Eberhart, Richard

Eberhart, Richard ĕbˈərhärtˌ [key], 1904–2005, American poet, b. Austin, Minn., grad. Dartmouth (1926) and Cambridge (1929, 1933). He taught at various universities before becoming a professor at Dartmouth (1956–71). His poetry, noted for its lyric simplicity and directness, has as frequent themes the loss of innocence and spontaneity and the conflict between matter and spirit. Among his several dozen volumes of poetry are A Bravery of Earth (1930), Undercliff (1953), Shifts of Being (1968), and Ways of Light (1980). His poems are collected in Selected Poems, 1930–1965 (1965; Pulitzer Prize), Collected Poems, 1930–1976 (1976), The Long Reach: New and Uncollected Poems, 1948–1984 (1984), and New and Selected Poems: 1930–1990 (1990).

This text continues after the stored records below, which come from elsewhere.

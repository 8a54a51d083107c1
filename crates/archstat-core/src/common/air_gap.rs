//! Thermal resistance of unventilated air layers, tabulated per
//! EN ISO 6946 by gap width and heat-flow direction.

use crate::data::model::HeatFlowDirection;

/// Tabulated gap widths [mm].
pub const AIR_GAP_WIDTHS_MM: [f64; 9] = [0.0, 5.0, 7.0, 10.0, 15.0, 25.0, 50.0, 100.0, 300.0];

/// [m2K/W] per tabulated width, heat flowing upwards.
const RESISTANCE_UPWARDS: [f64; 9] = [0.00, 0.11, 0.13, 0.15, 0.16, 0.16, 0.16, 0.16, 0.16];

/// [m2K/W] per tabulated width, horizontal heat flow.
const RESISTANCE_HORIZONTAL: [f64; 9] = [0.00, 0.11, 0.13, 0.15, 0.17, 0.18, 0.18, 0.18, 0.18];

/// [m2K/W] per tabulated width, heat flowing downwards.
const RESISTANCE_DOWNWARDS: [f64; 9] = [0.00, 0.11, 0.13, 0.15, 0.17, 0.19, 0.21, 0.22, 0.23];

const fn column(direction: HeatFlowDirection) -> &'static [f64; 9] {
    match direction {
        HeatFlowDirection::Upwards => &RESISTANCE_UPWARDS,
        HeatFlowDirection::Horizontal => &RESISTANCE_HORIZONTAL,
        HeatFlowDirection::Downwards => &RESISTANCE_DOWNWARDS,
    }
}

/// Thermal resistance of an air gap of the given width [m2K/W].
///
/// Linear interpolation between tabulated widths; widths outside the
/// tabulated range take the nearest tabulated value.
pub fn air_gap_resistance(width_mm: f64, direction: HeatFlowDirection) -> f64 {
    let resistances = column(direction);

    if width_mm <= AIR_GAP_WIDTHS_MM[0] {
        return resistances[0];
    }
    let last = AIR_GAP_WIDTHS_MM.len() - 1;
    if width_mm >= AIR_GAP_WIDTHS_MM[last] {
        return resistances[last];
    }

    let upper = AIR_GAP_WIDTHS_MM
        .iter()
        .position(|&width| width_mm <= width)
        .expect("width below tabulated maximum");
    let lower = upper - 1;
    let span = AIR_GAP_WIDTHS_MM[upper] - AIR_GAP_WIDTHS_MM[lower];
    let fraction = (width_mm - AIR_GAP_WIDTHS_MM[lower]) / span;
    resistances[lower] + fraction * (resistances[upper] - resistances[lower])
}
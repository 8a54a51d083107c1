use super::CliError;
use anyhow::Context;
use archstat_core::{OnMissingData, RunParameters, StockDataset, process, validate_dataset};
use std::fs;
use std::path::{Path, PathBuf};

#[derive(clap::Args)]
pub(super) struct RunArgs {
    /// Input dataset document (JSON)
    #[arg(long)]
    input: PathBuf,

    /// Output statistics document (JSON)
    #[arg(long)]
    output: PathBuf,

    /// Run settings document (JSON); defaults apply when omitted
    #[arg(long)]
    settings: Option<PathBuf>,

    /// Skip aggregation cells without applicable data instead of aborting
    #[arg(long)]
    skip_missing: bool,

    /// Cap on the number of locations processed, for test runs
    #[arg(long)]
    location_limit: Option<usize>,
}

#[derive(clap::Args)]
pub(super) struct ValidateArgs {
    /// Input dataset document (JSON)
    #[arg(long)]
    input: PathBuf,

    /// Exit non-zero when any violation is found
    #[arg(long)]
    strict: bool,
}

pub(super) fn run_command(args: RunArgs) -> Result<i32, CliError> {
    let mut params = match &args.settings {
        Some(path) => read_json::<RunParameters>(path, "settings")?,
        None => RunParameters::default(),
    };
    if args.skip_missing {
        params.on_missing_data = OnMissingData::Skip;
    }
    if args.location_limit.is_some() {
        params.location_limit = args.location_limit;
    }
    params.validate().map_err(CliError::Compute)?;

    let mut data = read_json::<StockDataset>(&args.input, "dataset")?;
    let outcome = process(&mut data, &params).map_err(CliError::Compute)?;

    if !outcome.report.is_clean() {
        eprintln!("{}", outcome.report.render_human_summary());
    }

    let document = serde_json::to_string_pretty(&outcome.statistics)
        .context("failed to serialize statistics")?;
    fs::write(&args.output, document)
        .with_context(|| format!("failed to write '{}'", args.output.display()))?;

    println!(
        "catalog: {} structures; output: {} structural, {} ventilation/fenestration, {} building-stock rows",
        outcome.catalog_summary.entries,
        outcome.statistics.structure_statistics.len(),
        outcome
            .statistics
            .ventilation_and_fenestration_statistics
            .len(),
        outcome.statistics.building_stock_statistics.len(),
    );
    Ok(0)
}

pub(super) fn validate_command(args: ValidateArgs) -> Result<i32, CliError> {
    let data = read_json::<StockDataset>(&args.input, "dataset")?;
    let report = validate_dataset(&data);
    println!("{}", report.render_human_summary());
    if args.strict && !report.is_clean() {
        return Ok(3);
    }
    Ok(0)
}

fn read_json<T: serde::de::DeserializeOwned>(path: &Path, what: &str) -> Result<T, CliError> {
    let source = fs::read_to_string(path)
        .with_context(|| format!("failed to read {what} '{}'", path.display()))?;
    let value = serde_json::from_str(&source)
        .with_context(|| format!("failed to parse {what} '{}'", path.display()))?;
    Ok(value)
}
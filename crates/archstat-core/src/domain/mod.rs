pub mod errors;

pub use errors::{StockError, StockErrorCategory, StockResult};

use serde::{Deserialize, Serialize};
use std::ops::{Add, AddAssign, Mul};

/// Two-variant value carried by every structural quantity: one component
/// computed from minimum layer thicknesses, one from load-bearing
/// thicknesses.
#[derive(Debug, Clone, Copy, PartialEq, Default, Serialize, Deserialize)]
pub struct Property {
    pub minimum: f64,
    pub load_bearing: f64,
}

impl Property {
    pub const ZERO: Property = Property {
        minimum: 0.0,
        load_bearing: 0.0,
    };

    pub const fn new(minimum: f64, load_bearing: f64) -> Self {
        Self {
            minimum,
            load_bearing,
        }
    }

    /// Both variants set to the same raw value.
    pub const fn splat(value: f64) -> Self {
        Self {
            minimum: value,
            load_bearing: value,
        }
    }

    pub fn map(self, f: impl Fn(f64) -> f64) -> Self {
        Self {
            minimum: f(self.minimum),
            load_bearing: f(self.load_bearing),
        }
    }

    /// Selects the variant requested by a structure-type flag.
    pub const fn select(self, load_bearing: bool) -> f64 {
        if load_bearing {
            self.load_bearing
        } else {
            self.minimum
        }
    }
}

impl Add for Property {
    type Output = Property;

    fn add(self, rhs: Property) -> Property {
        Property {
            minimum: self.minimum + rhs.minimum,
            load_bearing: self.load_bearing + rhs.load_bearing,
        }
    }
}

impl AddAssign for Property {
    fn add_assign(&mut self, rhs: Property) {
        self.minimum += rhs.minimum;
        self.load_bearing += rhs.load_bearing;
    }
}

impl Mul<f64> for Property {
    type Output = Property;

    fn mul(self, rhs: f64) -> Property {
        Property {
            minimum: self.minimum * rhs,
            load_bearing: self.load_bearing * rhs,
        }
    }
}

/// Policy for aggregation cells whose fallback search comes up empty.
#[derive(Debug, Clone, Copy, PartialEq, Eq, Default, Serialize, Deserialize)]
#[serde(rename_all = "snake_case")]
pub enum OnMissingData {
    /// Fail the whole run, naming the dead cell.
    #[default]
    Abort,
    /// Log the dead cell at warn level and omit it from the output.
    Skip,
}

/// Tunable run parameters, validated at the boundary before any
/// computation starts.
#[derive(Debug, Clone, PartialEq, Serialize, Deserialize)]
#[serde(default)]
pub struct RunParameters {
    /// Convex-combination weight between literature min and max thermal
    /// conductivity, 0 = min, 1 = max.
    pub thermal_conductivity_weight: f64,
    /// Assumed depth of the interior temperature node within the interior
    /// layers, 0 = at the interior surface, 1 = at the insulation.
    pub interior_node_depth: f64,
    /// Period of temperature variations in seconds for the effective
    /// thermal mass correction (EN ISO 13786).
    pub variation_period_s: f64,
    pub ventilation_rate_weight: f64,
    pub hru_efficiency_weight: f64,
    pub infiltration_rate_weight: f64,
    pub infiltration_factor_weight: f64,
    /// Years the period lower bound is relaxed per fallback step.
    pub lookback_if_empty_years: i32,
    /// Maximum number of fallback relaxations before a cell is declared
    /// dead.
    pub max_lookbacks: u32,
    pub on_missing_data: OnMissingData,
    /// Optional cap on the number of locations processed, for test runs.
    pub location_limit: Option<usize>,
}

impl Default for RunParameters {
    fn default() -> Self {
        Self {
            thermal_conductivity_weight: 0.5,
            interior_node_depth: 0.5,
            variation_period_s: 2_592_000.0,
            ventilation_rate_weight: 0.5,
            hru_efficiency_weight: 0.5,
            infiltration_rate_weight: 0.5,
            infiltration_factor_weight: 0.5,
            lookback_if_empty_years: 10,
            max_lookbacks: 20,
            on_missing_data: OnMissingData::Abort,
            location_limit: None,
        }
    }
}

impl RunParameters {
    pub fn validate(&self) -> StockResult<()> {
        let unit_interval = [
            (
                "thermal_conductivity_weight",
                self.thermal_conductivity_weight,
            ),
            ("interior_node_depth", self.interior_node_depth),
            ("ventilation_rate_weight", self.ventilation_rate_weight),
            ("hru_efficiency_weight", self.hru_efficiency_weight),
            ("infiltration_rate_weight", self.infiltration_rate_weight),
            (
                "infiltration_factor_weight",
                self.infiltration_factor_weight,
            ),
        ];
        for (field, value) in unit_interval {
            if !(0.0..=1.0).contains(&value) {
                return Err(StockError::input_validation(
                    "INPUT.WEIGHT_RANGE",
                    format!("{field} must lie in [0, 1], got {value}"),
                ));
            }
        }
        if !self.variation_period_s.is_finite() || self.variation_period_s <= 0.0 {
            return Err(StockError::input_validation(
                "INPUT.VARIATION_PERIOD",
                format!(
                    "variation_period_s must be a positive number of seconds, got {}",
                    self.variation_period_s
                ),
            ));
        }
        if self.lookback_if_empty_years <= 0 {
            return Err(StockError::input_validation(
                "INPUT.LOOKBACK_STEP",
                format!(
                    "lookback_if_empty_years must be a positive year count, got {}",
                    self.lookback_if_empty_years
                ),
            ));
        }
        Ok(())
    }

    pub fn validated(self) -> StockResult<Self> {
        self.validate()?;
        Ok(self)
    }
}

#[cfg(test)]
mod tests {
    use super::{OnMissingData, Property, RunParameters};

    #[test]
    fn property_arithmetic_is_componentwise() {
        let a = Property::new(1.0, 2.0);
        let b = Property::new(0.5, 0.25);
        assert_eq!(a + b, Property::new(1.5, 2.25));
        assert_eq!(a * 2.0, Property::new(2.0, 4.0));
        assert_eq!(Property::splat(3.0), Property::new(3.0, 3.0));
        assert_eq!(a.select(true), 2.0);
        assert_eq!(a.select(false), 1.0);
    }

    #[test]
    fn default_parameters_validate() {
        let params = RunParameters::default();
        assert!(params.validate().is_ok());
        assert_eq!(params.on_missing_data, OnMissingData::Abort);
    }

    #[test]
    fn out_of_range_weight_is_rejected() {
        let params = RunParameters {
            thermal_conductivity_weight: 1.5,
            ..RunParameters::default()
        };
        let error = params.validate().expect_err("weight outside [0, 1]");
        assert_eq!(error.placeholder(), "INPUT.WEIGHT_RANGE");
    }

    #[test]
    fn non_positive_variation_period_is_rejected() {
        let params = RunParameters {
            variation_period_s: 0.0,
            ..RunParameters::default()
        };
        let error = params.validate().expect_err("zero variation period");
        assert_eq!(error.placeholder(), "INPUT.VARIATION_PERIOD");
    }
}
//! Harmonization of heterogeneous building-construction data and
//! building-stock census statistics into physical archetype properties:
//! U-values, effective thermal mass, thermal bridges, infiltration and
//! ventilation rates, and fenestration performance, indexed by building
//! type, construction period, location and structure type.

pub mod common;
pub mod data;
pub mod domain;
pub mod modules;

pub use data::StockDataset;
pub use domain::{
    OnMissingData, Property, RunParameters, StockError, StockErrorCategory, StockResult,
};
pub use modules::pipeline::{ProcessOutcome, StatisticsOutput, process};
pub use modules::validate::{IntegrityReport, validate_dataset};
fn check_references(data: &StockDataset, report: &mut IntegrityReport) {
    let has_structure = |name: &str| data.structures.iter().any(|row| row.name == name);
    let has_building_type = |name: &str| data.building_types.iter().any(|row| row.name == name);
    let has_location = |name: &str| data.locations.iter().any(|row| row.name == name);
    let has_frame_material = |name: &str| data.frame_materials.iter().any(|row| row.name == name);

    for row in &data.layers {
        let subject = format!("{}:{} layer '{}'", row.source, row.structure, row.layer_id);
        if data.source(&row.source).is_none() {
            report.push(
                ValidationCheck::ReferentialIntegrity,
                subject.as_str(),
                format!("unknown source '{}'", row.source),
            );
        }
        if !has_structure(&row.structure) {
            report.push(
                ValidationCheck::ReferentialIntegrity,
                subject.as_str(),
                format!("unknown structure '{}'", row.structure),
            );
        }
        if data.material(&row.material).is_none() {
            report.push(
                ValidationCheck::ReferentialIntegrity,
                subject.as_str(),
                format!("unknown material '{}'", row.material),
            );
        }
    }

    for row in &data.structure_descriptions {
        let subject = format!("{}:{}", row.source, row.structure);
        if data.source(&row.source).is_none() {
            report.push(
                ValidationCheck::ReferentialIntegrity,
                subject.as_str(),
                format!("unknown source '{}'", row.source),
            );
        }
        if !has_structure(&row.structure) {
            report.push(
                ValidationCheck::ReferentialIntegrity,
                subject.as_str(),
                format!("unknown structure '{}'", row.structure),
            );
        }
    }

    for row in &data.applicability {
        if !has_building_type(&row.building_type) {
            report.push(
                ValidationCheck::ReferentialIntegrity,
                format!("{}:{}", row.source, row.structure),
                format!("unknown building type '{}'", row.building_type),
            );
        }
        if let Some(weight) = row.weight
            && !(0.0..=1.0).contains(&weight)
        {
            report.push(
                ValidationCheck::ParameterRange,
                format!("{}:{}", row.source, row.structure),
                format!(
                    "applicability weight for '{}' must lie in [0, 1], got {weight}",
                    row.building_type
                ),
            );
        }
    }

    let mut assignments_per_structure: BTreeMap<&str, usize> = BTreeMap::new();
    for row in &data.type_assignments {
        *assignments_per_structure
            .entry(row.structure.as_str())
            .or_default() += 1;
        if !has_structure(&row.structure) {
            report.push(
                ValidationCheck::ReferentialIntegrity,
                row.structure.as_str(),
                "type assignment for unknown structure",
            );
        }
        if data.structure_type(&row.structure_type).is_none() {
            report.push(
                ValidationCheck::ReferentialIntegrity,
                row.structure.as_str(),
                format!("unknown structure type '{}'", row.structure_type),
            );
        }
    }
    for (structure, count) in assignments_per_structure {
        if count > 1 {
            report.push(
                ValidationCheck::LayerShape,
                structure,
                format!("structure maps to {count} structure types, expected exactly one"),
            );
        }
    }

    for row in &data.frame_material_map {
        if data.material(&row.material).is_none() {
            report.push(
                ValidationCheck::ReferentialIntegrity,
                row.material.as_str(),
                "frame-material mapping for unknown material",
            );
        }
        if !has_frame_material(&row.frame_material) {
            report.push(
                ValidationCheck::ReferentialIntegrity,
                row.material.as_str(),
                format!("unknown frame material '{}'", row.frame_material),
            );
        }
    }

    for row in &data.ventilation_sources {
        if data.source(&row.source).is_none() {
            report.push(
                ValidationCheck::ReferentialIntegrity,
                row.source.as_str(),
                "ventilation data references unknown source",
            );
        }
        if !has_building_type(&row.building_type) {
            report.push(
                ValidationCheck::ReferentialIntegrity,
                row.source.as_str(),
                format!("unknown building type '{}'", row.building_type),
            );
        }
    }
    for row in &data.fenestration_sources {
        if data.source(&row.source).is_none() {
            report.push(
                ValidationCheck::ReferentialIntegrity,
                row.source.as_str(),
                "fenestration data references unknown source",
            );
        }
        if !has_building_type(&row.building_type) {
            report.push(
                ValidationCheck::ReferentialIntegrity,
                row.source.as_str(),
                format!("unknown building type '{}'", row.building_type),
            );
        }
    }

    for row in &data.census {
        let subject = format!(
            "census ({}, {}, {}, {}, {})",
            row.building_stock, row.building_type, row.building_period, row.location, row.heat_source
        );
        if !has_building_type(&row.building_type) {
            report.push(
                ValidationCheck::ReferentialIntegrity,
                subject.as_str(),
                format!("unknown building type '{}'", row.building_type),
            );
        }
        if data.building_period(&row.building_period).is_none() {
            report.push(
                ValidationCheck::ReferentialIntegrity,
                subject.as_str(),
                format!("unknown building period '{}'", row.building_period),
            );
        }
        if !has_location(&row.location) {
            report.push(
                ValidationCheck::ReferentialIntegrity,
                subject.as_str(),
                format!("unknown location '{}'", row.location),
            );
        }
        if row.number_of_buildings < 0.0 || !row.number_of_buildings.is_finite() {
            report.push(
                ValidationCheck::ParameterRange,
                subject.as_str(),
                format!("number of buildings must be non-negative, got {}", row.number_of_buildings),
            );
        }
    }

    for row in &data.frame_shares {
        if !has_building_type(&row.building_type) || !has_location(&row.location) {
            report.push(
                ValidationCheck::ReferentialIntegrity,
                format!("share ({}, {}, {})", row.building_type, row.location, row.frame_material),
                "unknown building type or location",
            );
        }
        if !has_frame_material(&row.frame_material) {
            report.push(
                ValidationCheck::ReferentialIntegrity,
                format!("share ({}, {}, {})", row.building_type, row.location, row.frame_material),
                format!("unknown frame material '{}'", row.frame_material),
            );
        }
    }
}

fn check_layer_parameters(data: &StockDataset, report: &mut IntegrityReport) {
    for row in &data.layers {
        let subject = format!("{}:{} layer '{}'", row.source, row.structure, row.layer_id);
        if !(0.0..=1.0).contains(&row.layer_weight) {
            report.push(
                ValidationCheck::ParameterRange,
                subject.as_str(),
                format!("layer weight must lie in [0, 1], got {}", row.layer_weight),
            );
        }
        if let Some(thickness) = row.minimum_thickness_mm
            && (thickness < 0.0 || !thickness.is_finite())
        {
            report.push(
                ValidationCheck::ParameterRange,
                subject.as_str(),
                format!("minimum thickness must be non-negative, got {thickness} mm"),
            );
        }
        if let (Some(minimum), Some(load_bearing)) =
            (row.minimum_thickness_mm, row.load_bearing_thickness_mm)
            && load_bearing < minimum
        {
            report.push(
                ValidationCheck::ParameterRange,
                subject.as_str(),
                format!(
                    "load-bearing thickness {load_bearing} mm below minimum thickness {minimum} mm"
                ),
            );
        }
    }

    // Weights of layers sharing a depth index must sum to one.
    let mut sums: BTreeMap<(&str, &str, i32), f64> = BTreeMap::new();
    for row in &data.layers {
        *sums
            .entry((row.source.as_str(), row.structure.as_str(), row.layer_number))
            .or_default() += row.layer_weight;
    }
    for ((source, structure, depth), sum) in sums {
        if (sum - 1.0).abs() > SUM_TOLERANCE {
            report.push(
                ValidationCheck::WeightSum,
                format!("{source}:{structure} depth {depth}"),
                format!("layer weights sum to {sum}, expected 1"),
            );
        }
    }
}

Eberhart's Collected Verse Plays was published in 1962. He was the consultant in poetry at the Library of Congress from 1959 to 1961.

See biography by B. E. Engel (1971); studies by R. J. Mills, Jr. (1966), J. Roache (1971), and S. Lea and J. Parini, ed. (1980); descriptive bibliography by S. Wright (1989).